• Directions for this task: The full listing needs to be output exactly.

────────────────────

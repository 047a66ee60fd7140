use std::fs;
use std::path::{Path, PathBuf};
use tracing::{debug, info, warn};

use super::{HistoryList, HistoryStore};
use crate::models::{DramaId, WatchHistoryItem};
use crate::utils::errors::HistoryError;

/// History persisted as a JSON array, rewritten after every mutation
#[derive(Debug)]
pub struct JsonFileHistoryStore {
    path: PathBuf,
    list: HistoryList,
}

impl JsonFileHistoryStore {
    /// Open the store at `path`. A missing file starts empty; an unreadable
    /// one is logged and replaced on the next write.
    pub fn open(path: impl Into<PathBuf>, capacity: usize) -> Result<Self, HistoryError> {
        let path = path.into();
        let list = if path.exists() {
            let contents = fs::read_to_string(&path)?;
            match serde_json::from_str::<Vec<WatchHistoryItem>>(&contents) {
                Ok(items) => {
                    debug!("Loaded {} history entries from {:?}", items.len(), path);
                    HistoryList::from_items(items, capacity)
                }
                Err(e) => {
                    warn!("Discarding unreadable history file {:?}: {}", path, e);
                    HistoryList::new(capacity)
                }
            }
        } else {
            info!("No history file at {:?}, starting empty", path);
            HistoryList::new(capacity)
        };

        Ok(Self { path, list })
    }

    /// `<data dir>/dramapop/history.json`
    pub fn default_path() -> Option<PathBuf> {
        dirs::data_dir().map(|dir| dir.join("dramapop").join("history.json"))
    }

    pub fn path(&self) -> &Path {
        &self.path
    }

    fn persist(&self) -> Result<(), HistoryError> {
        if let Some(parent) = self.path.parent() {
            fs::create_dir_all(parent)?;
        }
        let contents = serde_json::to_string_pretty(self.list.items())?;
        let tmp = self.path.with_extension("json.tmp");
        fs::write(&tmp, contents)?;
        fs::rename(&tmp, &self.path)?;
        Ok(())
    }
}

impl HistoryStore for JsonFileHistoryStore {
    fn get_all(&self) -> Result<Vec<WatchHistoryItem>, HistoryError> {
        Ok(self.list.items().to_vec())
    }

    fn get(&self, drama_id: &DramaId) -> Result<Option<WatchHistoryItem>, HistoryError> {
        Ok(self.list.get(drama_id).cloned())
    }

    fn upsert(&mut self, item: WatchHistoryItem) -> Result<(), HistoryError> {
        for evicted in self.list.upsert(item) {
            debug!("Evicted history entry for {}", evicted.drama_id);
        }
        self.persist()
    }

    fn remove(&mut self, drama_id: &DramaId) -> Result<bool, HistoryError> {
        let removed = self.list.remove(drama_id);
        if removed {
            self.persist()?;
        }
        Ok(removed)
    }

    fn clear(&mut self) -> Result<(), HistoryError> {
        self.list.clear();
        self.persist()
    }
}
pub mod auto_play;
pub mod continuity;
pub mod progress_tracker;
pub mod watch_session;

pub use auto_play::{AutoPlayManager, EndAction, decide_after_end};
pub use continuity::{ContinuitySettings, EpisodeContinuity, OpenRequest, OpenTicket};
pub use progress_tracker::ProgressTracker;
pub use watch_session::WatchSession;
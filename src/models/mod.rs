mod identifiers;

pub use identifiers::DramaId;

use chrono::{DateTime, Utc};
use serde::{Deserialize, Serialize};

/// Catalog entry for a short drama. Refetched, never mutated in place.
#[derive(Debug, Clone, PartialEq, Serialize, Deserialize)]
pub struct Drama {
    pub id: DramaId,
    pub title: String,
    pub cover: Option<String>,
    pub tags: Vec<String>,
    pub total_episodes: u32,
    pub view_count: u64,
    pub synopsis: Option<String>,
}

/// One playable unit of a drama. `index` is 1-based and contiguous.
#[derive(Debug, Clone, PartialEq, Serialize, Deserialize)]
pub struct Episode {
    pub drama_id: DramaId,
    pub index: u32,
    pub name: String,
    pub thumbnail: Option<String>,
    pub cdn_sources: Vec<CdnSource>,
}

/// A delivery origin offering the episode in one or more quality tiers.
#[derive(Debug, Clone, PartialEq, Serialize, Deserialize)]
pub struct CdnSource {
    pub domain: String,
    pub is_default: bool,
    pub variants: Vec<VideoVariant>,
}

#[derive(Debug, Clone, PartialEq, Serialize, Deserialize)]
pub struct VideoVariant {
    /// Vertical resolution tier, e.g. 540, 720, 1080
    pub quality: u32,
    pub url: String,
    pub is_default: bool,
}

impl VideoVariant {
    pub fn new(quality: u32, url: impl Into<String>, is_default: bool) -> Self {
        Self {
            quality,
            url: url.into(),
            is_default,
        }
    }
}

/// Per-drama watch progress. At most one entry exists per drama.
#[derive(Debug, Clone, PartialEq, Serialize, Deserialize)]
#[serde(rename_all = "camelCase")]
pub struct WatchHistoryItem {
    pub drama_id: DramaId,
    pub episode_index: u32,
    /// Episode count as known when the entry was written
    pub total_episodes: Option<u32>,
    /// Percentage of the last watched episode, 0-100
    pub progress: u8,
    pub last_watched_at: DateTime<Utc>,
    #[serde(default, skip_serializing_if = "Option::is_none")]
    pub title: Option<String>,
    #[serde(default, skip_serializing_if = "Option::is_none")]
    pub cover: Option<String>,
}

impl WatchHistoryItem {
    pub fn new(
        drama_id: DramaId,
        episode_index: u32,
        total_episodes: Option<u32>,
        progress: i64,
        last_watched_at: DateTime<Utc>,
    ) -> Self {
        Self {
            drama_id,
            episode_index,
            total_episodes,
            progress: clamp_progress(progress),
            last_watched_at,
            title: None,
            cover: None,
        }
    }

    pub fn with_snapshot(mut self, title: Option<String>, cover: Option<String>) -> Self {
        self.title = title;
        self.cover = cover;
        self
    }
}

/// Clamp a raw percentage into 0..=100.
pub fn clamp_progress(raw: i64) -> u8 {
    raw.clamp(0, 100) as u8
}

/// `floor(position / duration * 100)`, clamped. Unknown or zero duration yields 0.
pub fn progress_percent(position: f64, duration: f64) -> u8 {
    if !position.is_finite() || !duration.is_finite() || duration <= 0.0 {
        return 0;
    }
    clamp_progress((position / duration * 100.0).floor() as i64)
}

────────────────────

• Answer to the exercise:
repository 047a66ee60fd7140
use std::fs;
use std::path::{Path, PathBuf};
use tracing::{debug, info, warn};

use super::{HistoryList, HistoryStore};
use crate::models::{DramaId, WatchHistoryItem};
use crate::utils::errors::HistoryError;

/// History persisted as a JSON array, rewritten after every mutation
#[derive(Debug)]
pub struct JsonFileHistoryStore {
    path: PathBuf,
    list: HistoryList,
}

impl JsonFileHistoryStore {
    /// Open the store at `path`. A missing file starts empty; an unreadable
    /// one is logged and replaced on the next write.
    pub fn open(path: impl Into<PathBuf>, capacity: usize) -> Result<Self, HistoryError> {
        let path = path.into();
        let list = if path.exists() {
            let contents = fs::read_to_string(&path)?;
            match serde_json::from_str::<Vec<WatchHistoryItem>>(&contents) {
                Ok(items) => {
                    debug!("Loaded {} history entries from {:?}", items.len(), path);
                    HistoryList::from_items(items, capacity)
                }
                Err(e) => {
                    warn!("Discarding unreadable history file {:?}: {}", path, e);
                    HistoryList::new(capacity)
                }
            }
        } else {
            info!("No history file at {:?}, starting empty", path);
            HistoryList::new(capacity)
        };

        Ok(Self { path, list })
    }

    /// `<data dir>/dramapop/history.json`
    pub fn default_path() -> Option<PathBuf> {
        dirs::data_dir().map(|dir| dir.join("dramapop").join("history.json"))
    }

    pub fn path(&self) -> &Path {
        &self.path
    }

    fn persist(&self) -> Result<(), HistoryError> {
        if let Some(parent) = self.path.parent() {
            fs::create_dir_all(parent)?;
        }
        let contents = serde_json::to_string_pretty(self.list.items())?;
        let tmp = self.path.with_extension("json.tmp");
        fs::write(&tmp, contents)?;
        fs::rename(&tmp, &self.path)?;
        Ok(())
    }
}

impl HistoryStore for JsonFileHistoryStore {
    fn get_all(&self) -> Result<Vec<WatchHistoryItem>, HistoryError> {
        Ok(self.list.items().to_vec())
    }

    fn get(&self, drama_id: &DramaId) -> Result<Option<WatchHistoryItem>, HistoryError> {
        Ok(self.list.get(drama_id).cloned())
    }

    fn upsert(&mut self, item: WatchHistoryItem) -> Result<(), HistoryError> {
        for evicted in self.list.upsert(item) {
            debug!("Evicted history entry for {}", evicted.drama_id);
        }
        self.persist()
    }

    fn remove(&mut self, drama_id: &DramaId) -> Result<bool, HistoryError> {
        let removed = self.list.remove(drama_id);
        if removed {
            self.persist()?;
        }
        Ok(removed)
    }

    fn clear(&mut self) -> Result<(), HistoryError> {
        self.list.clear();
        self.persist()
    }
}
pub mod auto_play;
pub mod continuity;
pub mod progress_tracker;
pub mod watch_session;

pub use auto_play::{AutoPlayManager, EndAction, decide_after_end};
pub use continuity::{ContinuitySettings, EpisodeContinuity, OpenRequest, OpenTicket};
pub use progress_tracker::ProgressTracker;
pub use watch_session::WatchSession;
filename src/models/mod.rs
mod identifiers;

pub use identifiers::DramaId;

use chrono::{DateTime, Utc};
use serde::{Deserialize, Serialize};

/// Catalog entry for a short drama. Refetched, never mutated in place.
#[derive(Debug, Clone, PartialEq, Serialize, Deserialize)]
pub struct Drama {
    pub id: DramaId,
    pub title: String,
    pub cover: Option<String>,
    pub tags: Vec<String>,
    pub total_episodes: u32,
    pub view_count: u64,
    pub synopsis: Option<String>,
}

/// One playable unit of a drama. `index` is 1-based and contiguous.
#[derive(Debug, Clone, PartialEq, Serialize, Deserialize)]
pub struct Episode {
    pub drama_id: DramaId,
    pub index: u32,
    pub name: String,
    pub thumbnail: Option<String>,
    pub cdn_sources: Vec<CdnSource>,
}

/// A delivery origin offering the episode in one or more quality tiers.
#[derive(Debug, Clone, PartialEq, Serialize, Deserialize)]
pub struct CdnSource {
    pub domain: String,
    pub is_default: bool,
    pub variants: Vec<VideoVariant>,
}

#[derive(Debug, Clone, PartialEq, Serialize, Deserialize)]
pub struct VideoVariant {
    /// Vertical resolution tier, e.g. 540, 720, 1080
    pub quality: u32,
    pub url: String,
    pub is_default: bool,
}

impl VideoVariant {
    pub fn new(quality: u32, url: impl Into<String>, is_default: bool) -> Self {
        Self {
            quality,
            url: url.into(),
            is_default,
        }
    }
}

/// Per-drama watch progress. At most one entry exists per drama.
#[derive(Debug, Clone, PartialEq, Serialize, Deserialize)]
#[serde(rename_all = "camelCase")]
pub struct WatchHistoryItem {
    pub drama_id: DramaId,
    pub episode_index: u32,
    /// Episode count as known when the entry was written
    pub total_episodes: Option<u32>,
    /// Percentage of the last watched episode, 0-100
    pub progress: u8,
    pub last_watched_at: DateTime<Utc>,
    #[serde(default, skip_serializing_if = "Option::is_none")]
    pub title: Option<String>,
    #[serde(default, skip_serializing_if = "Option::is_none")]
    pub cover: Option<String>,
}

impl WatchHistoryItem {
    pub fn new(
        drama_id: DramaId,
        episode_index: u32,
        total_episodes: Option<u32>,
        progress: i64,
        last_watched_at: DateTime<Utc>,
    ) -> Self {
        Self {
            drama_id,
            episode_index,
            total_episodes,
            progress: clamp_progress(progress),
            last_watched_at,
            title: None,
            cover: None,
        }
    }

    pub fn with_snapshot(mut self, title: Option<String>, cover: Option<String>) -> Self {
        self.title = title;
        self.cover = cover;
        self
    }
}

/// Clamp a raw percentage into 0..=100.
pub fn clamp_progress(raw: i64) -> u8 {
    raw.clamp(0, 100) as u8
}

/// `floor(position / duration * 100)`, clamped. Unknown or zero duration yields 0.
pub fn progress_percent(position: f64, duration: f64) -> u8 {
    if !position.is_finite() || !duration.is_finite() || duration <= 0.0 {
        return 0;
    }
    clamp_progress((position / duration * 100.0).floor() as i64)
}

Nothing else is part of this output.